Analysis of U.S. EIA data: U.S. crude oil stocks drop nearly 7 million barrels for a third straight weekly decline


New York - July 17, 2013


The sharp reduction in U.S. commercial crude oil inventories continued apace for the reporting week ended July 12, with stocks falling an additional 6.9 million barrels to just over 367 million barrels, Energy Information Administration (EIA) data showed Wednesday.


Crude oil stocks have fallen a cumulative 27 million barrels during the past three weeks, from just over 394 million barrels for the reporting week ended June 21.


Despite the declines, U.S. crude oil stocks are still nearly 6.5% above the five-year average of EIA data.


Analysts surveyed Monday had been expecting a 2.5 million-barrel draw.


The draw was likely a product of continued strong crude oil runs at U.S. refineries, despite an uptick in imports. While crude oil runs at U.S. refineries have been surging, imports have been below seasonal norms.


U.S. crude oil runs increased 119,000 barrels per day (b/d) to 16.24 million b/d. Runs have averaged more than 16 million b/d for the past three reporting periods, levels not seen since July 2007, prior to the recession.


The boost in crude oil runs helped increase U.S. refinery utilization rates 0.4 percentage point to 92.8% of capacity. Analysts had been expecting a 0.2 percentage-point decline.


Crude oil stocks plummeted in the U.S. Gulf Coast (USGC) region, where they fell 6.1 million barrels to 175.33 million barrels, as regional crude oil runs rose 21,000 b/d to 8.52 million b/d. Yet crude oil imports to the USGC actually rose 132,000 b/d to 3.56 million b/d.


Crude oil imports from Venezuela jumped 475,000 b/d to 918,000 b/d, although imports from Colombia fell 483,000 b/d to 345,000 b/d, the EIA data showed.


Crude oil imports from Saudi Arabia climbed 218,000 b/d to 1.55 million b/d.


Total U.S. crude oil imports rose 180,000 b/d to 7.71 million b/d during the week ended July 12, but are down from around 9.6 million b/d for the comparable week last year.


Stocks also fell in the Midwest, down 1.41 million barrels to 110.23 million barrels, as crude oil runs jumped 110,000 b/d to 3.56 million b/d.

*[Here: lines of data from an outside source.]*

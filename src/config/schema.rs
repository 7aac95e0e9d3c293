//! Configuration schema definitions.
//!
//! This module defines the complete configuration structure for the server.
//! All types derive Serde traits for deserialization from config files.

use serde::{Deserialize, Serialize};

use crate::render::HandlerKind;

/// Root configuration for the echo server.
#[derive(Debug, Clone, Deserialize, Serialize)]
#[serde(default)]
pub struct EchoConfig {
    /// Listener configuration (bind address).
    pub listener: ListenerConfig,

    /// Handlers and the paths they are mounted under.
    pub routes: Vec<RouteConfig>,

    /// Timeout configuration.
    pub timeouts: TimeoutConfig,

    /// Observability settings.
    pub observability: ObservabilityConfig,

    #[serde(default)]
    pub security: SecurityConfig,
}

impl Default for EchoConfig {
    fn default() -> Self {
        Self {
            listener: ListenerConfig::default(),
            routes: default_routes(),
            timeouts: TimeoutConfig::default(),
            observability: ObservabilityConfig::default(),
            security: SecurityConfig::default(),
        }
    }
}

fn default_routes() -> Vec<RouteConfig> {
    vec![
        RouteConfig {
            name: "echo".to_string(),
            mount_path: "/".to_string(),
            handler: HandlerKind::Echo,
        },
        RouteConfig {
            name: "hello".to_string(),
            mount_path: "/hello".to_string(),
            handler: HandlerKind::Hello,
        },
    ]
}

/// Listener configuration.
#[derive(Debug, Clone, Deserialize, Serialize)]
#[serde(default)]
pub struct ListenerConfig {
    /// Bind address (e.g., "0.0.0.0:8080").
    pub bind_address: String,
}

impl Default for ListenerConfig {
    fn default() -> Self {
        Self {
            bind_address: "0.0.0.0:8080".to_string(),
        }
    }
}

/// A handler mounted under a path prefix.
#[derive(Debug, Clone, Deserialize, Serialize)]
pub struct RouteConfig {
    /// Route identifier for logging/metrics.
    pub name: String,

    /// Path prefix the handler answers under ("/" answers everything
    /// no other route claims).
    pub mount_path: String,

    /// Page served by this route.
    pub handler: HandlerKind,
}

/// Timeout configuration.
#[derive(Debug, Clone, Deserialize, Serialize)]
#[serde(default)]
pub struct TimeoutConfig {
    /// Request timeout (total time for request/response) in seconds.
    pub request_secs: u64,
}

impl Default for TimeoutConfig {
    fn default() -> Self {
        Self { request_secs: 30 }
    }
}

/// Observability configuration.
#[derive(Debug, Clone, Deserialize, Serialize)]
#[serde(default)]
pub struct ObservabilityConfig {
    /// Log level (trace, debug, info, warn, error).
    pub log_level: String,

    /// Log line format ("full" or "compact").
    pub log_format: String,

    /// Stamp and propagate `x-request-id` on every request.
    pub request_id: bool,

    /// Enable metrics endpoint.
    pub metrics_enabled: bool,

    /// Metrics endpoint bind address.
    pub metrics_address: String,
}

impl Default for ObservabilityConfig {
    fn default() -> Self {
        Self {
            log_level: "info".to_string(),
            log_format: "full".to_string(),
            request_id: true,
            metrics_enabled: false,
            metrics_address: "0.0.0.0:9090".to_string(),
        }
    }
}

/// Security hardening configuration.
#[derive(Debug, Clone, Deserialize, Serialize)]
#[serde(default)]
pub struct SecurityConfig {
    /// Enable security headers.
    pub enable_headers: bool,
    /// Maximum body size in bytes.
    pub max_body_size: usize,
}

impl Default for SecurityConfig {
    fn default() -> Self {
        Self {
            enable_headers: true,
            max_body_size: 2 * 1024 * 1024, // 2MB
        }
    }
}
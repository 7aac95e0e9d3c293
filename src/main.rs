//! Request echo server (v1)
//!
//! Serves two HTML pages: one echoing the request's headers and URL fields
//! as JSON, one a fixed "Hello, World!" document.
//!
//! # Architecture Overview
//!
//! ```text
//!     Client Request      ┌──────────────────────────────────────────────┐
//!     ────────────────────┼─▶ http server ─▶ mount ─▶ RequestView adapter │
//!                         │                              │                │
//!                         │                              ▼                │
//!     Client Response     │                        render (echo/hello)   │
//!     ◀───────────────────┼── HtmlPage ◀───────── template substitution  │
//!                         │                                               │
//!                         │  config · observability · security · lifecycle│
//!                         └──────────────────────────────────────────────┘
//! ```

use std::path::PathBuf;

use clap::Parser;

use request_echo::config::{load_config, validate_config, ConfigError, EchoConfig};
use request_echo::lifecycle::{self, signals, Shutdown};
use request_echo::observability::logging;

#[derive(Parser)]
#[command(name = "request-echo")]
#[command(about = "Serve request echo and hello pages", long_about = None)]
struct Cli {
    /// TOML configuration file (defaults apply when omitted).
    #[arg(short, long)]
    config: Option<PathBuf>,

    /// Override listener.bind_address.
    #[arg(short, long)]
    bind: Option<String>,

    /// Override observability.log_level.
    #[arg(long)]
    log_level: Option<String>,
}

impl Cli {
    fn resolve_config(&self) -> Result<EchoConfig, ConfigError> {
        let mut config = match &self.config {
            Some(path) => load_config(path)?,
            None => EchoConfig::default(),
        };

        if let Some(bind) = &self.bind {
            config.listener.bind_address = bind.clone();
        }
        if let Some(level) = &self.log_level {
            config.observability.log_level = level.clone();
        }

        validate_config(&config).map_err(ConfigError::Validation)?;
        Ok(config)
    }
}

#[tokio::main]
async fn main() -> Result<(), Box<dyn std::error::Error>> {
    let cli = Cli::parse();
    let config = cli.resolve_config()?;

    logging::init_logging(&config.observability);

    tracing::info!("request-echo v{} starting", env!("CARGO_PKG_VERSION"));
    tracing::info!(
        bind_address = %config.listener.bind_address,
        routes = config.routes.len(),
        request_timeout_secs = config.timeouts.request_secs,
        "Configuration loaded"
    );

    let shutdown = Shutdown::new();
    signals::spawn_signal_watcher(shutdown.clone());

    lifecycle::start(config, &shutdown).await?;

    tracing::info!("Shutdown complete");
    Ok(())
}
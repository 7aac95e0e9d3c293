//! Static HTML templates with at most one substitution point.

/// A static text block with an optional placeholder token.
///
/// Rendering splits the source on the first occurrence of the token and
/// joins the halves around the substituted content. A template without a
/// token (or whose source does not contain it) renders to its source.
#[derive(Debug, Clone, Copy, PartialEq, Eq)]
pub struct Template {
    source: &'static str,
    placeholder: Option<&'static str>,
}

impl Template {
    /// A template with no substitution point.
    pub const fn literal(source: &'static str) -> Self {
        Self {
            source,
            placeholder: None,
        }
    }

    /// A template with a single substitution point marked by `placeholder`.
    pub const fn with_placeholder(source: &'static str, placeholder: &'static str) -> Self {
        Self {
            source,
            placeholder: Some(placeholder),
        }
    }

    pub fn source(&self) -> &'static str {
        self.source
    }

    /// Number of times the placeholder token occurs in the source.
    pub fn placeholder_count(&self) -> usize {
        match self.placeholder {
            Some(token) if !token.is_empty() => self.source.matches(token).count(),
            _ => 0,
        }
    }

    /// Substitute `content` at the placeholder.
    pub fn render(&self, content: &str) -> String {
        let split = self
            .placeholder
            .filter(|token| !token.is_empty())
            .and_then(|token| self.source.split_once(token));

        match split {
            Some((head, tail)) => {
                let mut out = String::with_capacity(head.len() + content.len() + tail.len());
                out.push_str(head);
                out.push_str(content);
                out.push_str(tail);
                out
            }
            None => self.source.to_owned(),
        }
    }
}

#[cfg(test)]
mod tests {
    use super::*;

    #[test]
    fn test_substitutes_at_placeholder() {
        let template = Template::with_placeholder("<pre>__X__</pre>", "__X__");
        assert_eq!(template.placeholder_count(), 1);
        assert_eq!(template.render("hi"), "<pre>hi</pre>");
    }

    #[test]
    fn test_content_is_not_rescanned() {
        let template = Template::with_placeholder("[__X__]", "__X__");
        assert_eq!(template.render("__X__"), "[__X__]");
    }

    #[test]
    fn test_literal_ignores_content() {
        let template = Template::literal("<p>fixed</p>");
        assert_eq!(template.placeholder_count(), 0);
        assert_eq!(template.render("ignored"), "<p>fixed</p>");
    }

    #[test]
    fn test_missing_token_renders_source() {
        let template = Template::with_placeholder("no marker", "__X__");
        assert_eq!(template.placeholder_count(), 0);
        assert_eq!(template.render("x"), "no marker");
    }
}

This is the highest Midwest crude oil runs have been since last August.


Stocks at Cushing, Oklahoma – the delivery point for the New York Mercantile Exchange (NYMEX) crude oil futures contract – fell a bullish 882,000 barrels to 46.08 million barrels during the week ended July 12.


Canadian imports, many of which head to the Midwest, were up 143,000 b/d at 2.5 million b/d, recovering from a drop below 2 million b/d in early June.


Domestic crude oil production rose 89,000 b/d to 7.49 million b/d during the week ended July 12, led by a 93,000 b/d increase in production in the lower 48 states.


Meanwhile, U.S. gasoline stocks rose 3.06 million barrels to 224.03 million barrels during the week ended July 12, led by a 2.06 million-barrel build on the USGC. Stocks on the U.S. Atlantic Coast (USAC) – home of the New York Harbor-delivered NYMEX RBOB contract – fell 159,000 barrels to 62.48 million barrels.


USAC stocks are still amply supplied, but the surplus to the five-year average has narrowed in recent weeks. USAC stocks were 9.6% above the average as of the week ended July 12, down from 14% the week ended June 7.


The USGC is also well-supplied with stocks at 78.17 million barrels, or 8.7%, above the five-year average.


The boost to gasoline stocks is likely a product of a sharp reduction in implied demand*, which fell 570,000 b/d to 8.73 million b/d. Although on a four-week moving average, implied demand* for gasoline is relatively steady, just over 9 million b/d.


That said, a decline in exports – for which the EIA does not update on a weekly basis – could also explain the stock increase.


U.S. gasoline blending and production fell sharply, down 539,000 b/d to 9.05 million b/d, but from elevated levels. Gasoline blending and production during the week ended July 5 was more than 9.5 million b/d – nearly 300,000 b/d above the five-year average.


USAC blending and production fell 160,000 b/d to 2.91 million b/d, the Midwest saw a decline of 183,000 b/d to 2.2 million b/d, and the USGC saw a decline of 177,000 b/d to 1.98 million b/d.


The declines were slightly offset by an increase in USAC gasoline imports, which rose 132,000 b/d to 717,000 b/d during the week ended July 12. This is the highest USAC gasoline imports have been in four weeks, EIA data showed.


The decrease in gasoline yields may come as a surprise considering the recent strength in gasoline crack spreads. But that strength is very recent. The NYMEX RBOB crack spread against IntercontinentalExchange (ICE) Brent only has been outperforming the ultra low sulfur diesel (ULSD) crack against Brent since July 10.


Likewise, on the USGC, the conventional gasoline crack against Light Louisiana Sweet crude oil averaged $16.78 per barrel (/b) during the week ended July 12, compared to a ULSD crack of $14.53/b. But that premium is an exception to the norm.


Over the longer term, U.S. refiners have been increasing their distillate yields to capture strong cracks via increased exports from the USGC. Distillate production at 5.08 million b/d during the week ended July 12 was the highest on record, driven by record high ULSD output.


In aggregate, U.S. distillate stocks rose a bearish 3.87 million barrels to 127.68 million barrels during the week ended July 12, more than double analysts’ expectations. USGC distillate stocks rose 1.1 million barrels to 4.78 million barrels during the week ended July 12.


Implied demand* for distillates – which does not include exports – fell 58,000 b/d to 4.051 million b/d on a four-week moving average.


* Implied demand is the amount of product that moves through the U.S. distribution system, not actual end consumption.